Records from a dataset
=== Section Start ===
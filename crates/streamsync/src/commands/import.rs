use clap::ArgAction;
use colored::Colorize;
use streamsync_core::{EnvContextSource, ImportImagePlugin, PlatformSettings, PluginConfig};
use streamsync_openshift::{OpenShiftConnector, TokenResolver};

use streamsync_core::context::DEFAULT_BUILD_KEY;

/// プラットフォーム接続オプション
#[derive(clap::Args)]
pub struct ConnectionArgs {
    /// OpenShift API の URL
    #[arg(long, env = "STREAMSYNC_URL")]
    pub url: String,
    /// TLS 証明書を検証する
    #[arg(long, env = "STREAMSYNC_VERIFY_SSL", default_value_t = true, action = ArgAction::Set)]
    pub verify_ssl: bool,
    /// Bearer トークンで認証する
    #[arg(long, env = "STREAMSYNC_USE_AUTH", default_value_t = true, action = ArgAction::Set)]
    pub use_auth: bool,
    /// 認証トークン（省略時はサービスアカウントのトークン）
    #[arg(long, env = "STREAMSYNC_TOKEN", hide_env_values = true)]
    pub token: Option<String>,
    /// ビルドコンテキストを読む環境変数
    #[arg(long, default_value = DEFAULT_BUILD_KEY)]
    pub build_key: String,
    /// namespace 未指定時に使う namespace
    #[arg(long, env = "STREAMSYNC_DEFAULT_NAMESPACE")]
    pub default_namespace: Option<String>,
}

pub async fn handle(
    imagestream: String,
    repository: String,
    connection: ConnectionArgs,
) -> anyhow::Result<()> {
    let settings = PlatformSettings {
        url: connection.url,
        verify_ssl: connection.verify_ssl,
        use_auth: connection.use_auth,
        token: connection.token,
    };
    let config = PluginConfig::new(imagestream, repository, settings)?;

    let mut connector = OpenShiftConnector::new(TokenResolver::new());
    if let Some(namespace) = connection.default_namespace {
        connector = connector.with_default_namespace(namespace);
    }
    let context = EnvContextSource::new(connection.build_key);

    println!(
        "{} {} → {}",
        "ImageStream を同期中:".green(),
        config.image_stream_name().cyan(),
        config.image_repository()
    );

    let plugin = ImportImagePlugin::new(config, &connector, &context);
    let name = plugin.config().image_stream_name().to_string();
    let outcome = plugin.run().await?;
    super::print_outcome(&name, &outcome);

    Ok(())
}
=== Section End ===
# [YOUR ASSIGNMENT]
Copy out every line from the data above that has "long" in it.

# [YOUR SOLUTION]
    #[arg(long, env = "STREAMSYNC_URL")]
    #[arg(long, env = "STREAMSYNC_VERIFY_SSL", default_value_t = true, action = ArgAction::Set)]
    #[arg(long, env = "STREAMSYNC_USE_AUTH", default_value_t = true, action = ArgAction::Set)]
    #[arg(long, env = "STREAMSYNC_TOKEN", hide_env_values = true)]
    #[arg(long, default_value = DEFAULT_BUILD_KEY)]
    #[arg(long, env = "STREAMSYNC_DEFAULT_NAMESPACE")]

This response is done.